The Washington Times - July 27, 2011, 03:53PM

Hours after Democratic leaders implored President Obama to invoke the 14th Amendment to unilaterally raise the nation’s borrowing limit, the White House again swatted the idea down, saying only Congress has the authority to act.

Press secretary Jay Carney on Wednesday called the push for Mr. Obama to use an executive order to increase the debt ceiling before the Treasury Department’s Aug. 2 deadline an “esoteric constitutional argument” and said the law is clear.


“It’s not a plausible way to address this problem,” Mr. Carney said. “We do not think it is an option.”

Earlier on Wednesday, top Democrats on Capitol Hill said Mr. Obama should take another look at the constitutional option if Republicans insist on a short-term debt extension rather than a long-term one.

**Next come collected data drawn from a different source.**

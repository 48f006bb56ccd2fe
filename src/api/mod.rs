//! REST API Client
//!
//! Single wrapper around the backend: joins URLs, attaches the bearer token,
//! unwraps the `{success, data, message}` envelope and applies the 401
//! policy (clear credentials, go to `/login`) for every authenticated call.

mod transport;

use std::sync::Arc;

use serde::de::DeserializeOwned;
use serde::Serialize;

use crate::error::{AppError, AppResult};
use crate::models::{Credentials, Envelope, LoginRequest};
use crate::routes::{Navigator, LOGIN_PATH};
use crate::session::Session;

pub use transport::{HttpRequest, HttpResponse, HttpTransport, Method, ReqwestTransport};

#[derive(Debug, Clone, Copy, PartialEq, Eq)]
enum Access {
    Public,
    Authenticated,
}

#[derive(Clone)]
pub struct ApiClient {
    base_url: Arc<str>,
    transport: Arc<dyn HttpTransport>,
    session: Session,
    navigator: Arc<dyn Navigator>,
}

impl ApiClient {
    pub fn new(
        base_url: &str,
        transport: Arc<dyn HttpTransport>,
        session: Session,
        navigator: Arc<dyn Navigator>,
    ) -> Self {
        Self {
            base_url: Arc::from(base_url.trim_end_matches('/')),
            transport,
            session,
            navigator,
        }
    }

    pub fn session(&self) -> &Session {
        &self.session
    }

    // ========================
    // Verbs
    // ========================

    /// Public read
    pub async fn get<T: DeserializeOwned>(&self, path: &str) -> AppResult<T> {
        let data = self.request(Method::Get, path, None, Access::Public).await?;
        decode_data(data)
    }

    pub async fn post<B, T>(&self, path: &str, body: &B) -> AppResult<T>
    where
        B: Serialize + ?Sized,
        T: DeserializeOwned,
    {
        let body = serde_json::to_string(body)?;
        let data = self.request(Method::Post, path, Some(body), Access::Authenticated).await?;
        decode_data(data)
    }

    /// Authenticated POST whose response carries no data we need
    pub async fn post_ack<B: Serialize + ?Sized>(&self, path: &str, body: &B) -> AppResult<()> {
        let body = serde_json::to_string(body)?;
        self.request(Method::Post, path, Some(body), Access::Authenticated).await?;
        Ok(())
    }

    pub async fn put<B, T>(&self, path: &str, body: &B) -> AppResult<T>
    where
        B: Serialize + ?Sized,
        T: DeserializeOwned,
    {
        let body = serde_json::to_string(body)?;
        let data = self.request(Method::Put, path, Some(body), Access::Authenticated).await?;
        decode_data(data)
    }

    pub async fn delete(&self, path: &str) -> AppResult<()> {
        self.request(Method::Delete, path, None, Access::Authenticated).await?;
        Ok(())
    }

    // ========================
    // Auth
    // ========================

    /// Exchange email/password for credentials and store them in the session
    pub async fn login(&self, email: &str, password: &str) -> AppResult<Credentials> {
        let email = email.trim();
        if email.is_empty() || password.is_empty() {
            return Err(AppError::validation("Email and password are required"));
        }
        let body = serde_json::to_string(&LoginRequest { email, password })?;
        let data = self.request(Method::Post, "/auth/login", Some(body), Access::Public).await?;
        let credentials: Credentials = decode_data(data)?;
        self.session.sign_in(credentials.clone());
        Ok(credentials)
    }

    pub fn logout(&self) {
        self.session.clear();
        self.navigator.navigate(LOGIN_PATH);
    }

    // ========================
    // Core
    // ========================

    fn url(&self, path: &str) -> String {
        if path.starts_with('/') {
            format!("{}{}", self.base_url, path)
        } else {
            format!("{}/{}", self.base_url, path)
        }
    }

    async fn request(
        &self,
        method: Method,
        path: &str,
        body: Option<String>,
        access: Access,
    ) -> AppResult<Option<serde_json::Value>> {
        let bearer = match access {
            Access::Public => None,
            Access::Authenticated => Some(self.session.token().ok_or(AppError::PermissionDenied)?),
        };

        let request = HttpRequest { method, url: self.url(path), bearer, body };
        log::debug!("{} {}", method.as_str(), request.url);

        let response = self.transport.execute(request).await.map_err(|e| {
            log::warn!("{} {} failed: {}", method.as_str(), path, e);
            e
        })?;

        if response.status == 401 && access == Access::Authenticated {
            log::warn!("{} {} returned 401, clearing session", method.as_str(), path);
            self.session.clear();
            self.navigator.navigate(LOGIN_PATH);
            return Err(AppError::Unauthorized);
        }

        unwrap_envelope(&response)
    }
}

/// Split a raw response into its `data`, or the error it describes
fn unwrap_envelope(response: &HttpResponse) -> AppResult<Option<serde_json::Value>> {
    let envelope = serde_json::from_str::<Envelope<serde_json::Value>>(&response.body);

    if !response.is_success() {
        let message = envelope
            .ok()
            .and_then(|e| e.message)
            .filter(|m| !m.trim().is_empty())
            .unwrap_or_else(|| format!("Request failed with status {}", response.status));
        return Err(AppError::Server { status: response.status, message });
    }

    let envelope = envelope?;
    if !envelope.success {
        return Err(AppError::Server {
            status: response.status,
            message: envelope.message.unwrap_or_else(|| "Request failed".to_string()),
        });
    }
    Ok(envelope.data)
}

fn decode_data<T: DeserializeOwned>(data: Option<serde_json::Value>) -> AppResult<T> {
    let value = data.ok_or_else(|| AppError::Decode("response has no data".to_string()))?;
    Ok(serde_json::from_value(value)?)
}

“With the same pen that he vetoes that short term debt ceiling extension, he should sign an executive order invoking the fourteenth amendment to this issue,” Rep. James Clyburn, South Carolina Democrat, told reporters after raising the matter in a closed-door meeting with fellow Democrats.

“I am convinced that whatever discussions about the legality of that can continue but I believe that something like this will bring calm to the American people, and will bring needed stability to our financial markets,” said Mr. Clyburn, who is part of the party’s leadership.

Indeed, the move would be rife with legal questions.

The fourth clause of the 14th Amendment reads: “The validity of the public debt of the United States, authorized by law, including debts incurred for payments of pensions and bounties for services in suppressing insurrection or rebellion shall not be questioned.”

Citing that language, some argue it means the federal government must pay all its debts and cannot default — meaning the president could act unilaterally to pay all U.S. obligations.

But the nonpartisan Congressional Research Service, in an advisory report to Congress earlier this month, said the Constitution does not grant that authority to the executive branch.

Stephen Dinan contributed to this report.